Netflix replaced their 15 years old recommendation algorithm with an LLM.
It’s called "GenRec" and it completely changes how recommendation algorithms are built.
For over a decade, the Netflix recommendation engine was a masterclass in feature engineering. Data scientists built thousands of complex, handcrafted features to figure out what you wanted to watch next.
It required bespoke architectures. Massive infrastructure. Constant manual tuning.
Netflix threw all of it away.
They built GenRec, an LLM-backed ranker.
Instead of translating your behavior into complex math, they just turn your watch history and metadata into a natural language sentence.

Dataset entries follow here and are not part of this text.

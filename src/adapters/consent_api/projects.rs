//! Project listing
//!
//! Pages through `/vault/projects` for one organization and keeps the
//! projects that have been published at least once.

use super::client::{ConsentApiClient, QueryParams};
use super::pagination::PageCursor;
use crate::domain::{OrganizationId, Project, ProjectId, Result};

/// Path of the project listing endpoint
pub const PROJECTS_PATH: &str = "/vault/projects";

/// Lists the published projects of an organization
pub struct ProjectLister<'a> {
    client: &'a ConsentApiClient,
    per_page: u32,
}

impl<'a> ProjectLister<'a> {
    /// Create a lister requesting `per_page` projects per page
    pub fn new(client: &'a ConsentApiClient, per_page: u32) -> Self {
        Self { client, per_page }
    }

    /// Identifiers of every published project of `organization_id`
    ///
    /// Order follows the listing: page order, then order within the page.
    /// An empty vector is a valid outcome.
    pub async fn list_published_project_ids(
        &self,
        organization_id: &OrganizationId,
    ) -> Result<Vec<ProjectId>> {
        let mut cursor = PageCursor::new();
        let mut project_ids = Vec::new();
        let mut total_projects = 0usize;

        while let Some(page) = cursor.next_page() {
            tracing::debug!(
                organization_id = %organization_id,
                page = page,
                "Fetching projects page"
            );

            let response = self
                .client
                .get_page::<Project>(PROJECTS_PATH, &self.query(organization_id, page))
                .await?;

            total_projects += response.items.len();
            project_ids.extend(response.items.iter().filter_map(Project::published_id));
            cursor.advance(page, response.last_page);
        }

        tracing::info!(
            organization_id = %organization_id,
            total_projects = total_projects,
            published_projects = project_ids.len(),
            "Listed organization projects"
        );

        Ok(project_ids)
    }

    fn query(&self, organization_id: &OrganizationId, page: u32) -> QueryParams {
        vec![
            ("data.organizationId", organization_id.to_string()),
            ("with", "metadata".to_string()),
            ("page", page.to_string()),
            ("perPage", self.per_page.to_string()),
        ]
    }
}
//! Retry logic with exponential backoff
//!
//! The n-th retry waits `initial_delay * 2^n`, plus up to 20% random jitter,
//! capped at `max_delay`. A `Retry-After` hint from a 429 response raises the
//! delay to at least the requested value.

use crate::config::RetryConfig;
use crate::domain::ApiError;
use rand::Rng;
use std::future::Future;
use std::time::Duration;

/// Backoff policy derived from [`RetryConfig`]
#[derive(Debug, Clone)]
pub struct RetryPolicy {
    max_retries: u32,
    initial_delay: Duration,
    max_delay: Duration,
    jitter: bool,
}

impl RetryPolicy {
    /// Create a policy from configuration
    pub fn from_config(config: &RetryConfig) -> Self {
        Self {
            max_retries: config.max_retries,
            initial_delay: Duration::from_millis(config.initial_delay_ms),
            max_delay: Duration::from_millis(config.max_delay_ms),
            jitter: config.jitter,
        }
    }

    /// Maximum number of retries after the first attempt
    pub fn max_retries(&self) -> u32 {
        self.max_retries
    }

    /// Delay before retry number `retry` (1-based), without jitter
    pub fn base_delay(&self, retry: u32) -> Duration {
        let factor = 2u32.saturating_pow(retry.min(31));
        self.initial_delay
            .checked_mul(factor)
            .unwrap_or(self.max_delay)
            .min(self.max_delay)
    }

    fn delay_for(&self, retry: u32, error: &ApiError) -> Duration {
        let mut delay = self.base_delay(retry);
        if self.jitter {
            let jitter_factor: f64 = rand::thread_rng().gen_range(0.0..=0.2);
            delay = delay.mul_f64(1.0 + jitter_factor).min(self.max_delay);
        }
        match error.retry_after() {
            Some(retry_after) => delay.max(retry_after),
            None => delay,
        }
    }
}

/// Execute an async request, retrying retryable [`ApiError`]s
///
/// Returns the first success, the first non-retryable error, or the last
/// error once `max_retries` retries are exhausted.
pub async fn with_retry<F, Fut, T>(policy: &RetryPolicy, mut operation: F) -> Result<T, ApiError>
where
    F: FnMut() -> Fut,
    Fut: Future<Output = Result<T, ApiError>>,
{
    let mut retry = 0;

    loop {
        match operation().await {
            Ok(result) => {
                if retry > 0 {
                    tracing::info!(attempts = retry + 1, "Request succeeded after retry");
                }
                return Ok(result);
            }
            Err(e) if e.is_retryable() && retry < policy.max_retries => {
                retry += 1;
                let delay = policy.delay_for(retry, &e);

                tracing::warn!(
                    error = %e,
                    attempt = retry,
                    max_retries = policy.max_retries,
                    delay_ms = delay.as_millis() as u64,
                    "Request failed, retrying"
                );

                tokio::time::sleep(delay).await;
            }
            Err(e) => {
                if e.is_retryable() {
                    tracing::error!(
                        error = %e,
                        attempts = retry + 1,
                        "Request failed after all retries were exhausted"
                    );
                } else {
                    tracing::error!(error = %e, "Request failed with non-retryable error");
                }
                return Err(e);
            }
        }
    }
}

They feed that raw text into a foundation LLM.
The AI simply reads your behavior like a story, understands your evolving tastes, and scores the entire catalog in a single forward pass.
No manual feature engineering. No complex bespoke architectures.
Here is the part that should terrify traditional data scientists.
This text-based LLM didn't just match the highly tuned production system Netflix spent years perfecting.
It beat it.
And it achieved those statistically significant gains using roughly 40x fewer labeled training examples.
We are watching a massive paradigm shift in real time.
The most complex predictive algorithms in the world are being replaced by models that just know how to read.
If Netflix can replace their core product engine with an LLM, what complex system in your business is about to become obsolete?